Is Sports Direct just 'too big' for one man?
The allegations are appalling. Working conditions at Shirebrook, Sports Direct's main warehouse, are reportedly so unpleasant and the rights of workers so feeble that the ill report for work and the well live in fear of losing their jobs at a moments notice.
The Unite union came armed to the session with tales of women giving birth in the Sports Direct toilets, staff being publicly humiliated over the tannoy system, sexual harassment by managers and a "six strikes and you're out" disciplinary process that considered "long toilet breaks" an offence.
Did these things really happen? Mike Ashley didn't really seem to know but if they did, he said he was as horrified as anyone else.
An internal review of working conditions at Sports Direct has been running since December and Mike Ashley told MPs it has revealed "some unpleasant surprises".

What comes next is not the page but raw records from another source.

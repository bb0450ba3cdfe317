//! Folder and job CLI commands
//!
//! Folders are created by name; jobs are archived copies of the live ledger
//! (or of one item) and can be inserted back into it.

use clap::Subcommand;

use crate::display::{format_folder_details, format_folder_list};
use crate::error::FincalcResult;
use crate::services::{ArchiveService, LedgerService};
use crate::storage::Storage;

/// Folder subcommands
#[derive(Subcommand)]
pub enum FolderCommands {
    /// Create an empty folder
    Create {
        /// Folder name
        name: String,
    },
    /// List folders with job counts
    List,
    /// Show a folder's jobs
    Show {
        /// Folder name or ID
        folder: String,
    },
    /// Delete a folder and all of its jobs
    Delete {
        /// Folder name or ID
        folder: String,
    },
}

/// Job subcommands
#[derive(Subcommand)]
pub enum JobCommands {
    /// Archive the live ledger as a job
    Archive {
        /// Folder name or ID
        folder: String,
        /// Job name
        name: String,
    },
    /// Archive a single live item as a job
    ArchiveItem {
        /// Folder name or ID
        folder: String,
        /// Item ID (or unique prefix)
        item: String,
    },
    /// Append copies of a job's lines to the live ledger
    Insert {
        /// Folder name or ID
        folder: String,
        /// Job ID (or unique prefix)
        job: String,
    },
    /// Delete a job (the folder is kept)
    Delete {
        /// Folder name or ID
        folder: String,
        /// Job ID (or unique prefix)
        job: String,
    },
}

/// Handle a folder command
pub fn handle_folder_command(storage: &Storage, cmd: FolderCommands) -> FincalcResult<()> {
    let service = ArchiveService::new(storage);

    match cmd {
        FolderCommands::Create { name } => {
            let folder = service.create_folder(&name)?;
            println!("Created folder: {}", folder.name);
            println!("  ID: {}", folder.id);
        }

        FolderCommands::List => {
            print!("{}", format_folder_list(&service.list()?));
        }

        FolderCommands::Show { folder } => {
            let id = service.resolve_folder(&folder)?;
            print!("{}", format_folder_details(&service.get(&id)?));
        }

        FolderCommands::Delete { folder } => {
            let id = service.resolve_folder(&folder)?;
            let removed = service.delete_folder(&id)?;
            println!(
                "Deleted folder: {} ({} jobs)",
                removed.name,
                removed.jobs.len()
            );
        }
    }

    Ok(())
}

/// Handle a job command
pub fn handle_job_command(storage: &Storage, cmd: JobCommands) -> FincalcResult<()> {
    let service = ArchiveService::new(storage);

    match cmd {
        JobCommands::Archive { folder, name } => {
            let folder_id = service.resolve_folder(&folder)?;
            let job = service.archive_ledger(&folder_id, &name)?;
            println!("Archived job: {}", job);
            println!("  ID: {}", job.id);
        }

        JobCommands::ArchiveItem { folder, item } => {
            let folder_id = service.resolve_folder(&folder)?;
            let item_id = LedgerService::new(storage).resolve_item(&item)?;
            let job = service.archive_item(&folder_id, &item_id)?;
            println!("Archived job: {}", job);
            println!("  ID: {}", job.id);
        }

        JobCommands::Insert { folder, job } => {
            let folder_id = service.resolve_folder(&folder)?;
            let job_id = service.resolve_job(&folder_id, &job)?;
            let (items, expenses) = service.insert_job(&folder_id, &job_id)?;
            println!("Inserted {} items and {} expenses into the ledger", items, expenses);
        }

        JobCommands::Delete { folder, job } => {
            let folder_id = service.resolve_folder(&folder)?;
            let job_id = service.resolve_job(&folder_id, &job)?;
            let removed = service.delete_job(&folder_id, &job_id)?;
            println!("Deleted job: {}", removed.name);
        }
    }

    Ok(())
}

Staff were docked 15 minutes' pay for every minute they were late for work. "That's not fair," agreed Ashley.
Eighty per cent of the people who work in the company's stores are employed on zero hour contracts. "We've got to get a better balance," Ashley insisted, without saying what that balance is.

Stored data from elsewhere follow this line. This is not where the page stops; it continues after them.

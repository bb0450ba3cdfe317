//! History CLI commands

use clap::Subcommand;

use crate::display::{format_expense_list, format_item_list, format_month_list, format_totals};
use crate::error::FincalcResult;
use crate::services::calculator::LedgerTotals;
use crate::services::HistoryService;
use crate::storage::Storage;

/// History subcommands
#[derive(Subcommand)]
pub enum HistoryCommands {
    /// Save the live ledger as a month's snapshot (overwrites)
    Save {
        /// Month key, e.g. 2024-05
        month: String,
    },
    /// Replace the live ledger with a month's snapshot
    Load {
        /// Month key
        month: String,
    },
    /// List saved months, newest first
    List,
    /// Show one month's snapshot
    Show {
        /// Month key
        month: String,
    },
    /// Delete a month's snapshot
    Delete {
        /// Month key
        month: String,
    },
    /// Rewrite every month's stored totals from its lines
    Recompute,
}

/// Handle a history command
pub fn handle_history_command(storage: &Storage, cmd: HistoryCommands) -> FincalcResult<()> {
    let service = HistoryService::new(storage);

    match cmd {
        HistoryCommands::Save { month } => {
            let snapshot = service.save_snapshot(&month)?;
            println!(
                "Saved snapshot {}: {} items, {} expenses",
                month.trim(),
                snapshot.items.len(),
                snapshot.expenses.len()
            );
        }

        HistoryCommands::Load { month } => {
            let snapshot = service.load_snapshot(&month)?;
            println!(
                "Loaded snapshot {}: {} items, {} expenses",
                month.trim(),
                snapshot.items.len(),
                snapshot.expenses.len()
            );
        }

        HistoryCommands::List => {
            print!("{}", format_month_list(&service.list_months()?));
        }

        HistoryCommands::Show { month } => {
            let snapshot = service.get(&month)?;
            println!(
                "Snapshot {} (saved {})",
                month.trim(),
                snapshot.created_at.format("%Y-%m-%d %H:%M")
            );
            println!();
            print!("{}", format_item_list(&snapshot.items));
            println!();
            print!("{}", format_expense_list(&snapshot.expenses));
            println!();
            print!(
                "{}",
                format_totals(&LedgerTotals {
                    summary: snapshot.summary,
                    usd: None,
                })
            );
        }

        HistoryCommands::Delete { month } => {
            service.delete(&month)?;
            println!("Deleted snapshot {}", month.trim());
        }

        HistoryCommands::Recompute => {
            let count = service.recompute_all_summaries()?;
            println!("Recomputed summaries for {} months", count);
        }
    }

    Ok(())
}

Mike Ashley also conceded that the number of ambulances being called to the warehouse to treat staff (110 between January 2013 and April 2016) is "excessive".
Mike Ashley admits Sports Direct broke the law - that the queues at security for staff checking in and out were so long that they ended up being paid less than the national minimum wage.
Sports Direct appears to have agreed back-pay for the 200 directly employed permanent workers who lost out as a result.
HMRC are investigating, and the company won't necessarily escape a fine.
Negotiations with recruitment agencies that provide Sports Direct with 3,000 temporary staff are ongoing.
But the most damning admission is that Ashley appears to have little oversight of what was going on at shop-floor level.
At various points Ashley conceded that the business has become "too big".
Ashley insists that people are at the heart of what Sports Direct does. The union argues the business is built on exploitation.